*** AVAILABLE RECORDS ***

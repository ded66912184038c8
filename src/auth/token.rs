use chrono::{Duration, Utc};
use jsonwebtoken::{decode, encode, Algorithm, DecodingKey, EncodingKey, Header, Validation};
use log::debug;
use serde::{Deserialize, Serialize};
use thiserror::Error;
use uuid::Uuid;

/// Represents the claims encoded within a JWT (JSON Web Token).
#[derive(Debug, Serialize, Deserialize, Clone, PartialEq, Eq)]
pub struct Claims {
    /// Subject of the token: the user's stable identifier.
    pub sub: Uuid,
    /// Expiration timestamp (seconds since epoch).
    pub exp: i64,
    /// Issued-at timestamp (seconds since epoch).
    pub iat: i64,
}

#[derive(Debug, Error)]
pub enum TokenError {
    /// Signature mismatch, malformed payload, or `exp <= now`.
    #[error("invalid token: {0}")]
    Invalid(String),
    #[error("failed to sign token: {0}")]
    Signing(#[source] jsonwebtoken::errors::Error),
}

/// Issues and verifies signed, expiring bearer tokens.
///
/// The service owns the process-wide signing secret; the same instance (or one
/// built from the same secret) must be used for issuing and verifying.
#[derive(Clone)]
pub struct TokenService {
    encoding: EncodingKey,
    decoding: DecodingKey,
    validation: Validation,
    default_ttl: Duration,
}

impl TokenService {
    pub fn new(secret: &str, default_ttl: Duration) -> Self {
        let mut validation = Validation::new(Algorithm::HS256);
        // Expiry is compared exactly in `verify`, without clock-skew allowance.
        validation.leeway = 0;
        validation.set_required_spec_claims(&["exp", "sub"]);

        Self {
            encoding: EncodingKey::from_secret(secret.as_bytes()),
            decoding: DecodingKey::from_secret(secret.as_bytes()),
            validation,
            default_ttl,
        }
    }

    pub fn default_ttl(&self) -> Duration {
        self.default_ttl
    }

    /// Signs a token for `subject` that expires `ttl` from now.
    pub fn issue(&self, subject: Uuid, ttl: Duration) -> Result<String, TokenError> {
        let now = Utc::now().timestamp();
        let claims = Claims {
            sub: subject,
            exp: now + ttl.num_seconds(),
            iat: now,
        };

        let token = encode(&Header::new(Algorithm::HS256), &claims, &self.encoding)
            .map_err(TokenError::Signing)?;
        debug!("issued token for {} expiring at {}", subject, claims.exp);
        Ok(token)
    }

    /// Signs a token with the configured default lifetime.
    pub fn issue_default(&self, subject: Uuid) -> Result<String, TokenError> {
        self.issue(subject, self.default_ttl)
    }

    /// Verifies signature and expiry and returns the subject.
    ///
    /// A token whose `exp` equals the current second is already expired.
    pub fn verify(&self, token: &str) -> Result<Uuid, TokenError> {
        let claims = decode::<Claims>(token, &self.decoding, &self.validation)
            .map(|data| data.claims)
            .map_err(|e| TokenError::Invalid(e.to_string()))?;

        if claims.exp <= Utc::now().timestamp() {
            return Err(TokenError::Invalid("ExpiredSignature".into()));
        }
        Ok(claims.sub)
    }
}

#[cfg(test)]
mod tests {
    use super::*;

    fn service(secret: &str) -> TokenService {
        TokenService::new(secret, Duration::minutes(30))
    }

    fn assert_invalid(result: Result<Uuid, TokenError>, expected: &str) {
        match result {
            Err(TokenError::Invalid(msg)) => {
                assert!(msg.contains(expected), "unexpected message: {}", msg)
            }
            Ok(sub) => panic!("token should have been rejected, got subject {}", sub),
            Err(e) => panic!("unexpected error type: {:?}", e),
        }
    }

    #[test_log::test]
    fn test_token_issue_and_verify() {
        let tokens = service("test_secret_for_gen_verify");
        let user_id = Uuid::new_v4();
        let token = tokens.issue_default(user_id).unwrap();
        assert_eq!(tokens.verify(&token).unwrap(), user_id);
    }

    #[test]
    fn test_zero_ttl_is_rejected_immediately() {
        let tokens = service("test_secret_for_zero_ttl");
        let token = tokens.issue(Uuid::new_v4(), Duration::zero()).unwrap();
        assert_invalid(tokens.verify(&token), "ExpiredSignature");
    }

    #[test]
    fn test_token_expiration() {
        let tokens = service("test_secret_for_expiration");
        let token = tokens.issue(Uuid::new_v4(), Duration::hours(-2)).unwrap();
        assert_invalid(tokens.verify(&token), "ExpiredSignature");
    }

    #[test]
    fn test_invalid_token_signature() {
        let issuer = service("the_real_secret");
        let verifier = service("a_completely_different_secret");
        let token = issuer.issue_default(Uuid::new_v4()).unwrap();
        assert_invalid(verifier.verify(&token), "InvalidSignature");
    }

    #[test]
    fn test_tampered_payload_is_rejected() {
        let tokens = service("tamper_secret");
        let victim = Uuid::new_v4();
        let attacker_token = tokens.issue_default(Uuid::new_v4()).unwrap();
        let victim_token = tokens.issue_default(victim).unwrap();

        // Graft the victim's payload onto the attacker's signature.
        let a: Vec<&str> = attacker_token.split('.').collect();
        let v: Vec<&str> = victim_token.split('.').collect();
        let forged = format!("{}.{}.{}", a[0], v[1], a[2]);

        assert_invalid(tokens.verify(&forged), "InvalidSignature");
    }

    #[test]
    fn test_malformed_tokens_are_rejected() {
        let tokens = service("malformed_secret");
        for garbage in ["", "not-a-token", "a.b.c", "eyJhbGciOiJIUzI1NiJ9.e30."] {
            assert!(
                matches!(tokens.verify(garbage), Err(TokenError::Invalid(_))),
                "{:?} should be rejected",
                garbage
            );
        }
    }

    #[test]
    fn test_token_without_uuid_subject_is_rejected() {
        // Well-signed, but the subject is not a user id.
        let secret = "foreign_claims_secret";
        let foreign = serde_json::json!({
            "sub": "1234567890",
            "exp": Utc::now().timestamp() + 600,
        });
        let token = encode(
            &Header::default(),
            &foreign,
            &EncodingKey::from_secret(secret.as_bytes()),
        )
        .unwrap();
        assert!(matches!(
            service(secret).verify(&token),
            Err(TokenError::Invalid(_))
        ));
    }
}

*** End of AVAILABLE RECORDS ***

PROBLEM TO SOLVE:
Filter the entries down to the lines that hold "expiring". Copy those lines.

EXPECTED ANSWER:
/// Issues and verifies signed, expiring bearer tokens.
        debug!("issued token for {} expiring at {}", subject, claims.exp);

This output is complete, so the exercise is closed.